Wrong. Done it. Next argument.



Cliffy said:


> Want to surf the web on a cell phone, or even a blackberry?


Not really. But you may continue.



Cliffy said:


> only WAP/or some limited browser on a locked phone.


I don't browse on my phone, so I'll leave that to someone else.


----------



## imactheknife (Aug 7, 2003)

WOWSERS....whats going on with APPLE? holy crap


----------



## Dr.G. (Aug 4, 2001)

Wayne Gretzky as the new CEO of Apple Inc.


----------



## bronzejolene (Jun 3, 2005)

Dr.G. said:


> Apple still makes computers, does it not? Hopefully there shall be some announcements about computers. We shall see.



God, I know. I've been waiting for the computers. The phone is nice, I won't have one 
for several years, depending on my carrier. I'm looking to get a new desktop.


----------



## comprehab (May 28, 2005)

> Carriers lock down phones like crazy. Want to use your Bluetooth cell as a modem? not with a locked phone. Want to transfer files over bluetooth? not with a locked phone.
> 
> Want to surf the web on a cell phone, or even a blackberry? only WAP/or some limited browser on a locked phone.


Your an idiot.


----------



## DS (Oct 7, 2004)

June? I had my credit card all primed and ready to buy the 8GB 

My Christmas is ruined.


----------



## guytoronto (Jun 25, 2005)

Ok, is Mayer going to play now? Is that it?


----------



## HowEver (Jan 11, 2005)

NONE of that is true with Rogers, not with my Nokia smartphone at least. It's locked and ddoes ALL of that and more.

Surf, send, everything. It's too expensive to use as a data modem, though, on Rogers plans, but I can do the reverse with bluetooth surfing.

AND I have an app on it that generates unlocking codes. But at the moment I have no reason to unlock it.

Next!



Cliffy said:


> Carriers lock down phones like crazy.
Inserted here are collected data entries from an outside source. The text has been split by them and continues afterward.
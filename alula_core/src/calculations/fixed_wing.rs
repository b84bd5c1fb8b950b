//! # Fixed Wing and Glider Performance
//!
//! Classic drag-polar performance for a wing of given area and span.
//!
//! ## Assumptions
//!
//! - Parabolic polar: `Cd = Cd0 + k·Cl²` with `k = 1/(π·AR·e)`
//! - Sea-level standard density, full legal fuel for powered aircraft
//! - Mean chord approximated as `S / b`
//! - Glider top speed estimated as 1.5 × the best-glide speed
//!
//! ## Example
//!
//! ```rust
//! use alula_core::calculations::fixed_wing::stall_speed_fps;
//!
//! let vs = stall_speed_fps(425.0, 0.002377, 250.0, 1.5);
//! assert!((vs - 30.88).abs() < 0.01);
//! ```

use std::f64::consts::PI;

use serde::{Deserialize, Serialize};

use super::solver::{max_excess_power, max_level_speed, scan_bound, MAX_SCAN_SPEED_FPS};
use crate::config::VehicleConfiguration;
use crate::drag::DragBreakdown;
use crate::regulations::Regulations;
use crate::report::{Metric, PerformanceReport};
use crate::units::{fps_to_fpm, fps_to_knots, FtLbPerSec, Horsepower};
use crate::weight_balance::Loading;

/// Level-flight stall speed (ft/s): `sqrt(2W / (ρ·S·Cl))`.
///
/// Returns 0 when `S·Cl` is not positive or the weight is negative.
pub fn stall_speed_fps(weight_lb: f64, rho: f64, area_sqft: f64, cl: f64) -> f64 {
    let denom = rho * area_sqft * cl;
    if area_sqft * cl <= 0.0 || denom <= 0.0 {
        return 0.0;
    }
    let radicand = 2.0 * weight_lb / denom;
    if radicand >= 0.0 {
        radicand.sqrt()
    } else {
        0.0
    }
}

/// Induced drag factor `1/(π·AR·e)`; `None` when `AR·e` is not positive.
pub fn induced_drag_factor(aspect_ratio: f64, oswald: f64) -> Option<f64> {
    let product = aspect_ratio * oswald;
    if product > 0.0 {
        Some(1.0 / (PI * product))
    } else {
        None
    }
}

/// Best-glide figures from a parabolic polar.
#[derive(Debug, Clone, Copy, Default, PartialEq, Serialize, Deserialize)]
pub struct GlidePolar {
    /// Maximum lift-to-drag ratio
    pub ld_max: f64,
    /// Airspeed for L/D max (ft/s)
    pub best_glide_fps: f64,
    /// Sink rate at the best-glide speed (ft/s)
    pub min_sink_fps: f64,
}

impl GlidePolar {
    /// All zeros when `k` is undefined or `Cd0` is not positive.
    pub fn new(weight_lb: f64, rho: f64, area_sqft: f64, cd0: f64, k: Option<f64>) -> Self {
        let k = match k {
            Some(k) if k > 0.0 && cd0 > 0.0 => k,
            _ => return GlidePolar::default(),
        };
        let cl_opt = (cd0 / k).sqrt();
        let ld_max = cl_opt / (2.0 * cd0);

        let denom = rho * area_sqft * cl_opt;
        let radicand = if denom > 0.0 { 2.0 * weight_lb / denom } else { -1.0 };
        let best_glide_fps = if radicand >= 0.0 { radicand.sqrt() } else { 0.0 };

        let min_sink_fps = if ld_max > 0.0 { best_glide_fps / ld_max } else { 0.0 };
        GlidePolar {
            ld_max,
            best_glide_fps,
            min_sink_fps,
        }
    }
}

/// Wing geometry, lift and drag shared by powered aircraft and gliders.
#[derive(Debug, Clone, PartialEq, Serialize, Deserialize)]
pub struct Airframe {
    pub wing_area_sqft: f64,
    pub wing_span_ft: f64,
    pub cl_max: f64,
    /// `None` when the wing has no flaps
    pub cl_max_flaps: Option<f64>,
    pub oswald_efficiency: f64,
    pub lemac_ft: f64,
    pub neutral_point_ft: f64,
    pub drag: DragBreakdown,
}
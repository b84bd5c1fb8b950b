//! # Design Data Model
//!
//! A [`Design`] is everything a user edits: the vehicle configuration and the
//! component weight table, plus file metadata. It is the unit that gets saved
//! to and loaded from disk (see [`crate::file_io`]).
//!
//! ## File Format
//!
//! ```json
//! {
//!   "meta": { "version": "0.1.0", "created": "...", "modified": "..." },
//!   "main_inputs": { "vehicle_type": "Fixed Wing", "wing_area": "250", ... },
//!   "component_weights": [ { "name": "Wing", "weight": "60", "arm": "4.5" } ]
//! }
//! ```
//!
//! The `meta` block is optional; files written without it load normally.

use chrono::{DateTime, Utc};
use serde::{Deserialize, Serialize};

use crate::calculations::{self, DesignAnalysis};
use crate::config::{VehicleConfiguration, VehicleType};
use crate::file_io::DesignFile;
use crate::regulations::Regulations;
use crate::report::PerformanceReport;
use crate::weight_balance::{ComponentRow, Loading, WeightBalance};

/// Current design file schema version
pub const SCHEMA_VERSION: &str = "0.1.0";

/// File metadata
#[derive(Debug, Clone, PartialEq, Serialize, Deserialize)]
pub struct DesignMeta {
    /// Schema version (for migration compatibility)
    pub version: String,
    pub created: DateTime<Utc>,
    pub modified: DateTime<Utc>,
}

impl DesignMeta {
    pub fn new() -> Self {
        let now = Utc::now();
        DesignMeta {
            version: SCHEMA_VERSION.to_string(),
            created: now,
            modified: now,
        }
    }
}

impl Default for DesignMeta {
    fn default() -> Self {
        Self::new()
    }
}

/// Default component table for an archetype.
///
/// Paragliders get canopy and harness items with no arms; every other
/// archetype starts from the standard airframe table (215 lb empty).
pub fn default_components(vehicle_type: VehicleType) -> Vec<ComponentRow> {
    let table: &[(&str, &str, &str)] = match vehicle_type {
        VehicleType::Paraglider => &[
            ("Canopy", "15", "0"),
            ("Harness", "10", "0"),
            ("Reserve", "5", "0"),
            ("Container", "2", "0"),
            ("Misc", "3", "0"),
        ],
        _ => &[
            ("Wing", "60", "4.5"),
            ("Fuselage", "50", "8.5"),
            ("Empennage", "15", "16.0"),
            ("Engine & Mount", "45", "1.0"),
            ("Landing Gear", "25", "4.0"),
            ("Fuel System", "5", "1.5"),
            ("Misc Systems", "15", "6.0"),
        ],
    };
    table
        .iter()
        .map(|(name, weight, arm)| ComponentRow::new(*name, *weight, *arm))
        .collect()
}

/// A complete editable design.
#[derive(Debug, Clone, PartialEq, Serialize, Deserialize)]
pub struct Design {
    pub meta: DesignMeta,
    pub config: VehicleConfiguration,
    pub components: Vec<ComponentRow>,
}

impl Default for Design {
    fn default() -> Self {
        Self::new(VehicleType::default())
    }
}

impl Design {
    /// Fresh design with the archetype's default inputs and component table.
    pub fn new(vehicle_type: VehicleType) -> Self {
        Design {
            meta: DesignMeta::new(),
            config: VehicleConfiguration::for_vehicle(vehicle_type),
            components: default_components(vehicle_type),
        }
    }

    pub fn vehicle_type(&self) -> VehicleType {
        self.config.vehicle_type
    }

    /// Change archetype; the weight table is reset to the new archetype's default.
    pub fn switch_vehicle_type(&mut self, vehicle_type: VehicleType) {
        self.config.vehicle_type = vehicle_type;
        self.components = default_components(vehicle_type);
        self.touch();
    }

    /// Update the modification timestamp
    pub fn touch(&mut self) {
        self.meta.modified = Utc::now();
    }

    pub fn add_component(&mut self, row: ComponentRow) {
        self.components.push(row);
        self.touch();
    }

    /// Remove the last row, if any
    pub fn remove_last_component(&mut self) -> Option<ComponentRow> {
        let removed = self.components.pop();
        if removed.is_some() {
            self.touch();
        }
        removed
    }

    pub fn weight_balance(&self) -> WeightBalance {
        WeightBalance::from_rows(&self.components)
    }

    pub fn loading(&self, regs: &Regulations) -> Loading {
        Loading::new(&self.weight_balance(), &self.config, regs)
    }

    pub fn calculate(&self, regs: &Regulations) -> PerformanceReport {
        calculations::calculate(&self.config, &self.components, regs)
    }

    pub fn analyze(&self, regs: &Regulations) -> DesignAnalysis {
        calculations::analyze(&self.config, &self.components, regs)
    }

    /// Persisted form of this design
    pub fn to_file(&self) -> DesignFile {
        DesignFile {
            meta: Some(self.meta.clone()),
            main_inputs: self.config.to_inputs(),
            component_weights: Some(self.components.clone()),
        }
    }

    /// Merge a loaded file into this design.
    ///
    /// Inputs are merged key by key; a present component list replaces the
    /// whole table. The table is never reset to an archetype default here,
    /// even when the file changes the vehicle type.
    pub fn apply_file(&mut self, file: &DesignFile) {
        self.config.apply_inputs(&file.main_inputs);
        if let Some(rows) = &file.component_weights {
            self.components = rows.clone();
        }
        match &file.meta {
            Some(meta) => self.meta = meta.clone(),
            None => self.touch(),
        }
    }

    /// Build a design from a file, starting from Fixed Wing defaults
    pub fn from_file(file: &DesignFile) -> Self {
        let mut design = Design::default();
        design.apply_file(file);
        design
    }
}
Want to use your Bluetooth cell as a modem? not with a locked phone. Want to transfer files over bluetooth? not with a locked phone.
> 
> Want to surf the web on a cell phone, or even a blackberry? only WAP/or some limited browser on a locked phone.


----------



## guytoronto (Jun 25, 2005)

When is he going to talk about iLife and iWork. He's already talked for two hours.


----------



## DrewNL (May 23, 2005)

DS said:


> June? I had my credit card all primed and ready to buy the 8GB
> 
> My Christmas is ruined.



Are you forgetting you're in Canada?


----------



## imachungry (Sep 19, 2004)

DS said:


> June? I had my credit card all primed and ready to buy the 8GB
> 
> My Christmas is ruined.


I agree. That just sucks balls.


----------



## fyrefly (Apr 16, 2005)

well that's lame, not a single computer announcement... though I guess it's fitting since the finale was "we're no longer Apple Computer, just Apple"


----------



## guytoronto (Jun 25, 2005)

Go south, buy one, unlock it, bring it north, DONE!


----------



## fyrefly (Apr 16, 2005)

guytoronto said:


> When is he going to talk about iLife and iWork. He's already talked for two hours.


There have been rumours that some of the iLife 07 features will be Leopard Dependent... so they're delaying the release a bit till Leopard's ready.


----------



## guytoronto (Jun 25, 2005)

Steve's back on stage...one more thing?

NOPE! Keynote is over!


----------



## maximusbibicus (Feb 25, 2002)

Dr.G. said:


> Wayne Gretzky as the new CEO of Apple Inc.


----------



## Cliffy (Apr 18, 2005)

HowEver said:


> NONE of that is true with Rogers, not with my Nokia smartphone at least. It's locked and ddoes ALL of that and more.


So Rogers and Fido don't do it. Bell does it. Cingular is one of the most notorious for crippling phones.

It might not be as big a problem to some of you, but it is a problem. Please don't call people names just because you don't happen to see the problem.

And it is going to get worse in the future. Carriers are fighting to keep control of their networks and useage.


----------



## fyrefly (Apr 16, 2005)

guytoronto said:


> Steve's back on stage...one more thing?


One more thing... I'm leaving. Seeya!


----------



## guytoronto (Jun 25, 2005)

Cliffy said:


> So Rogers and Fido don't do it. Bell does it. Cingular is one of the most notorious for crippling phones.
> 
> It might not be as big a problem to some of you, but it is a problem. Please don't call people names just because you don't happen to see the problem.
> 
> And it is going to get worse in the future. Carriers are fighting to keep control of their networks and useage.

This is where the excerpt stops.